I will return to Brown below, but will first say something regarding this need for the “fleshing out” of spacetime theories. What seems to be assumed in these theories is not that spacetime is transformed and carries matter with it,¹² but that spacetime has a Minkowskian structure that ensures Lorentzian invariance, see for instance, Balashov and Janssen [20], and Maudlin [37], at p. 69. But while these theories ascribe to this Minkowskian structure the function of preserving Lorentz invariance, they provide no hint as to how this is achieved.
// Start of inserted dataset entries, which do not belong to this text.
#[cfg(test)]
mod tests {
    use crate::binding::{Bindings, FieldBinding, Injectable};
    use crate::capability::{Capability, CapabilityDefinition};
    use crate::error::{ErrorKind, ErrorPtr, InjectorError, InvocationFailure, ResolutionError};
    use crate::injector::{Injector, InjectorConfig};
    use crate::resolver::{ServiceAnyPtr, ServicePtr, TypedServiceResolver};
    use crate::service::{Initializer, Service, ShutdownHook};
    use parking_lot::Mutex;
    use std::sync::atomic::{AtomicU8, Ordering};
    use std::sync::Arc;

    trait Greeter {
        fn hello(&self, name: &str) -> String;
    }

    #[cfg(feature = "threadsafe")]
    type DynGreeter = dyn Greeter + Send + Sync;
    #[cfg(not(feature = "threadsafe"))]
    type DynGreeter = dyn Greeter;

    impl Capability for DynGreeter {}

    #[derive(Default)]
    struct FirstGreeter;

    impl Capability for FirstGreeter {}

    impl Injectable for FirstGreeter {
        fn bindings() -> Bindings<Self> {
            Bindings::new()
        }
    }

    impl Service for FirstGreeter {
        fn capabilities() -> Vec<CapabilityDefinition> {
            vec![crate::capability_of!(FirstGreeter => DynGreeter)]
        }
    }

    impl Greeter for FirstGreeter {
        fn hello(&self, name: &str) -> String {
            format!("Hello {name}")
        }
    }

    #[derive(Default)]
    struct SecondGreeter {
        previous: Option<ServicePtr<DynGreeter>>,
    }

    fn previous(greeter: &mut SecondGreeter) -> &mut Option<ServicePtr<DynGreeter>> {
        &mut greeter.previous
    }

    impl Capability for SecondGreeter {}

    impl Injectable for SecondGreeter {
        fn bindings() -> Bindings<Self> {
            Bindings::new().field("previous", previous)
        }
    }

    impl Service for SecondGreeter {
        fn capabilities() -> Vec<CapabilityDefinition> {
            vec![crate::capability_of!(SecondGreeter => DynGreeter)]
        }
    }

    impl Greeter for SecondGreeter {
        fn hello(&self, name: &str) -> String {
            self.previous
                .as_ref()
                .map(|previous| previous.hello(&format!("{name} elloH")))
                .unwrap_or_default()
        }
    }

    #[derive(Default)]
    struct Controller {
        greeter: Option<ServicePtr<DynGreeter>>,
    }

    fn greeter(controller: &mut Controller) -> &mut Option<ServicePtr<DynGreeter>> {
        &mut controller.greeter
    }

    impl Injectable for Controller {
        fn bindings() -> Bindings<Self> {
            Bindings::new().field("greeter", greeter)
        }
    }

    #[derive(Default)]
    struct OptionalController {
        greeter: Option<ServicePtr<DynGreeter>>,
    }

    fn optional_greeter(controller: &mut OptionalController) -> &mut Option<ServicePtr<DynGreeter>> {
        &mut controller.greeter
    }

    impl Injectable for OptionalController {
        fn bindings() -> Bindings<Self> {
            Bindings::new().with(FieldBinding::new("greeter", optional_greeter).optional())
        }
    }

    #[derive(Default)]
    struct Closable {
        closed: AtomicU8,
    }

    impl Capability for Closable {}

    impl Injectable for Closable {
        fn bindings() -> Bindings<Self> {
            Bindings::new()
        }
    }

    impl Service for Closable {
        fn shutdown_hook() -> Option<ShutdownHook<Self>> {
            Some(close as ShutdownHook<Self>)
        }
    }

    fn close(closable: &Closable) {
        closable.closed.fetch_add(1, Ordering::SeqCst);
    }

    struct Recorder {
        label: &'static str,
        log: Arc<Mutex<Vec<&'static str>>>,
    }

    impl Capability for Recorder {}

    impl Injectable for Recorder {
        fn bindings() -> Bindings<Self> {
            Bindings::new()
        }
    }

    impl Service for Recorder {
        fn shutdown_hook() -> Option<ShutdownHook<Self>> {
            Some(record as ShutdownHook<Self>)
        }
    }

    fn record(recorder: &Recorder) {
        recorder.log.lock().push(recorder.label);
    }

    #[derive(Default)]
    struct FailingInit;

    impl Capability for FailingInit {}

    impl Injectable for FailingInit {
        fn bindings() -> Bindings<Self> {
            Bindings::new()
        }
    }

    impl Service for FailingInit {
        fn initializer() -> Option<Initializer<Self>> {
            Some(Initializer::new(fail))
        }
    }

    fn fail(_: &mut FailingInit) -> Result<(), ErrorPtr> {
        Err(Arc::new(ResolutionError::MissingName("init".to_string())) as ErrorPtr)
    }

    #[derive(Default)]
    struct CountingInit {
        greeters: usize,
    }

    impl Capability for CountingInit {}

    impl Injectable for CountingInit {
        fn bindings() -> Bindings<Self> {
            Bindings::new()
        }
    }

    impl Service for CountingInit {
        fn initializer() -> Option<Initializer<Self>> {
            Some(Initializer::new(count_greeters))
        }
    }

    fn count_greeters(
        target: &mut CountingInit,
        injector: Injector,
    ) -> Result<(), ResolutionError> {
        target.greeters = injector.get_all::<DynGreeter>()?.len();
        Ok(())
    }

    #[derive(Default)]
    struct Broken;

    impl Capability for Broken {}

    impl Injectable for Broken {
        fn bindings() -> Bindings<Self> {
            Bindings::new()
        }
    }

    impl Service for Broken {
        fn capabilities() -> Vec<CapabilityDefinition> {
            vec![crate::capability_of!(FirstGreeter => DynGreeter)]
        }
    }

    #[test]
    fn should_delegate_through_most_recent_service() {
        let injector = Injector::with_config(&InjectorConfig { debug: true });
        injector.provide(FirstGreeter).unwrap();
        let second = injector.provide(SecondGreeter::default()).unwrap();

        let mut controller = Controller::default();
        injector.prepare(&mut controller).unwrap();

        assert!(second.previous.is_some());
        assert_eq!(
            controller.greeter.unwrap().hello("World"),
            "Hello World elloH"
        );
        assert_eq!(injector.len(), 2);
    }

    #[test]
    fn should_fail_mandatory_field() {
        let injector = Injector::new();
        let mut controller = Controller::default();

        let error = injector.prepare(&mut controller).unwrap_err();

        assert!(matches!(
            error,
            InjectorError::Resolution { ref field, source: ResolutionError::MissingCapability(_) }
                if field == "greeter"
        ));
    }

    #[test]
    #[should_panic]
    fn should_panic_on_must_prepare_failure() {
        Injector::new().must_prepare(&mut Controller::default());
    }

    #[test]
    fn should_leave_missing_optional_field() {
        let injector = Injector::new();
        let mut controller = OptionalController::default();

        injector.prepare(&mut controller).unwrap();
        assert!(controller.greeter.is_none());
    }

    #[test]
    fn should_wrap_registration_failure() {
        let injector = Injector::new();

        let error = injector.provide(SecondGreeter::default()).err().unwrap();

        assert_eq!(error.kind(), ErrorKind::Resolution);
        assert!(matches!(
            error,
            InjectorError::Registration { ref service, .. } if service.ends_with("SecondGreeter")
        ));
        assert!(injector.is_empty());
    }

    #[test]
    fn should_reject_invalid_capability() {
        let injector = Injector::new();

        let error = injector.provide(Broken).err().unwrap();

        assert_eq!(error.kind(), ErrorKind::Validation);
        assert!(injector.is_empty());
    }

    #[test]
    fn should_report_failed_initializer() {
        let injector = Injector::new();

        let error = injector.provide(FailingInit).err().unwrap();

        assert!(matches!(
            error.root(),
            InjectorError::Initialization { service, .. } if service.ends_with("FailingInit")
        ));
        assert!(injector.is_empty());
    }

    #[test]
    fn should_run_injected_initializer() {
        let injector = Injector::new();
        injector.provide(FirstGreeter).unwrap();
        injector.provide(SecondGreeter::default()).unwrap();

        let counting = injector.provide(CountingInit::default()).unwrap();

        assert_eq!(counting.greeters, 2);
    }

    #[test]
    fn should_shut_down_once() {
        let injector = Injector::new();
        injector.provide(FirstGreeter).unwrap();
        let first = injector.provide(Closable::default()).unwrap();
        let second = injector.provide(Closable::default()).unwrap();

        injector.shutdown();
        injector.shutdown();

        assert_eq!(first.closed.load(Ordering::SeqCst), 1);
        assert_eq!(second.closed.load(Ordering::SeqCst), 1);
        assert!(injector.is_empty());
    }

    #[test]
    fn should_shut_down_most_recent_first() {
        let log = Arc::new(Mutex::new(vec![]));
        let injector = Injector::new();
        injector
            .provide(Recorder {
                label: "First",
                log: log.clone(),
            })
            .unwrap();
        injector
            .provide(Recorder {
                label: "Second",
                log: log.clone(),
            })
            .unwrap();

        injector.shutdown();
        injector.shutdown();

        assert_eq!(*log.lock(), vec!["Second", "First"]);
    }

    #[test]
    fn should_resolve_by_name() {
        let injector = Injector::new();
        injector.provide(FirstGreeter).unwrap();
        injector.provide(SecondGreeter::default()).unwrap();

        let instance = injector.get_by_name("FirstGreeter").unwrap();
        assert!((*instance).downcast_ref::<FirstGreeter>().is_some());

        let greeter = injector.get_named::<DynGreeter>("FirstGreeter").unwrap();
        assert_eq!(greeter.hello("you"), "Hello you");

        assert!(matches!(
            injector.get_by_name("ThirdGreeter").unwrap_err(),
            ResolutionError::MissingName(_)
        ));
        assert!(injector.get_by_name("Injector").is_ok());
    }

    #[test]
    fn should_resolve_concrete_type() {
        let injector = Injector::new();
        let provided = injector.provide(Closable::default()).unwrap();

        let resolved = injector.get::<Closable>().unwrap();
        assert!(ServicePtr::ptr_eq(&provided, &resolved));
        assert!(injector.get_option::<FirstGreeter>().unwrap().is_none());
    }

    #[test]
    fn should_invoke_function_with_parameters() {
        let injector = Injector::new();
        injector.provide(FirstGreeter).unwrap();
        let closable = injector.provide(Closable::default()).unwrap();

        let mut greeting = String::new();
        injector
            .prepare_func(
                |greeter: ServicePtr<DynGreeter>, closable: ServicePtr<Closable>| -> Result<(), ErrorPtr> {
                    greeting = greeter.hello("there");
                    close(&closable);
                    Ok(())
                },
            )
            .unwrap();

        assert_eq!(greeting, "Hello there");
        assert_eq!(closable.closed.load(Ordering::SeqCst), 1);
    }

    #[test]
    fn should_surface_function_error() {
        let injector = Injector::new();
        injector.provide(FirstGreeter).unwrap();

        let error = injector
            .prepare_func(|_: ServicePtr<DynGreeter>| -> Result<(), String> {
                Err("failed".to_string())
            })
            .unwrap_err();

        assert_eq!(error.kind(), ErrorKind::Invocation);
        assert!(matches!(
            error,
            InjectorError::Invocation { source: InvocationFailure::Returned(ref source), .. }
                if source.to_string() == "failed"
        ));
    }

    #[test]
    fn should_name_unresolved_parameter() {
        let injector = Injector::new();

        let error = injector
            .prepare_func(
                |_: Injector, _: ServicePtr<DynGreeter>| -> Result<(), ErrorPtr> { Ok(()) },
            )
            .unwrap_err();

        assert!(matches!(
            error,
            InjectorError::Invocation {
                source: InvocationFailure::UnresolvedParameter { index: 1, .. },
                ..
            }
        ));
    }

    #[test]
    fn should_prepare_method() {
        let injector = Injector::new();
        injector.provide(FirstGreeter).unwrap();

        let mut count = 0usize;
        injector
            .prepare_method(
                &mut count,
                |count: &mut usize, greeters: Option<ServicePtr<DynGreeter>>| -> Result<(), ErrorPtr> {
                    *count = greeters.into_iter().count();
                    Ok(())
                },
            )
            .unwrap();

        assert_eq!(count, 1);
    }

    #[test]
    fn should_provide_all_in_order() {
        let injector = Injector::new();

        injector
            .provide_all(provisions![FirstGreeter, SecondGreeter::default()])
            .unwrap();

        assert_eq!(injector.get::<DynGreeter>().unwrap().hello("A"), "Hello A elloH");
        assert_eq!(
            injector
                .get_all::<DynGreeter>()
                .unwrap()
                .iter()
                .map(|greeter| greeter.hello("B"))
                .collect::<Vec<_>>(),
            vec!["Hello B elloH".to_string(), "Hello B".to_string()]
        );
    }

    #[test]
    fn should_stop_provide_all_at_first_error() {
        let injector = Injector::new();

        assert!(injector
            .provide_all(provisions![
                FirstGreeter,
                FailingInit,
                Closable::default()
            ])
            .is_err());
        assert_eq!(injector.len(), 1);
    }

    #[test]
    fn should_share_registry_between_clones() {
        let injector = Injector::new();
        let clone = injector.clone();
        clone.provide(FirstGreeter).unwrap();

        let instance: ServiceAnyPtr = injector.get_by_name("FirstGreeter").unwrap();
        assert!(instance.downcast::<FirstGreeter>().is_ok());
    }
}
Even if nothing more were known of a phenomenon, it could be useful to at least know its function. Such knowledge could even have explanatory merit (see Knox [27] and Read and Menon [38]). But the difficulty for the geometry-first approach is that Lorentzian relativity not only claims to fulfil the same function, but as the fishbowl universes demonstrate, is able to explain how it does so.

An example of what is not addressed by these spacetime theories is the distinction that exists under the Lorentz transformation between what actually changes and what is merely observed to change. It is true that when one of two observers changes inertial frame, each observes¹³ in the other the effects of the transformation, but it is only the observer who has changed inertial frame who can have actually changed physically. The change that this accelerated observer perceives in the other observer, and indeed in the surrounding universe, is evidently a form of illusion. This feature of the Lorentz transformation is effectively obscured by Minkowski’s description of the Lorentz transformation as a “projection” from a (presumably unchanging) “absolute world” [22].

That a change of inertial frame is accompanied by physically real consequences in the object that has changed inertial frame is evidenced by the lack of mutuality in the twin effect—the slower aging of the twin who undertakes a return trip as compared with that of her brother who stays at home. It is the travelling twin who experiences the twin effect.

That it is the change of inertial frame that induces such effects, and that they are induced solely in the object that undergoes that change of frame, should suffice in itself to raise the suspicion that the transformation could be the result, not of some unexplained geometry, but of changes occurring in matter, and that of course is the Lorentzian interpretation. Which brings me to John Bell’s comment, made in the course of advancing the pedagogic merits of Lorentzian relativity (or as he referred to it, the relativity of Fitzgerald, Larmor, Lorentz and Poincaré), that all the effects of special relativity can be understood from a single frame of reference Bell [40], (and see also Brown [13], at p. 124 et seq).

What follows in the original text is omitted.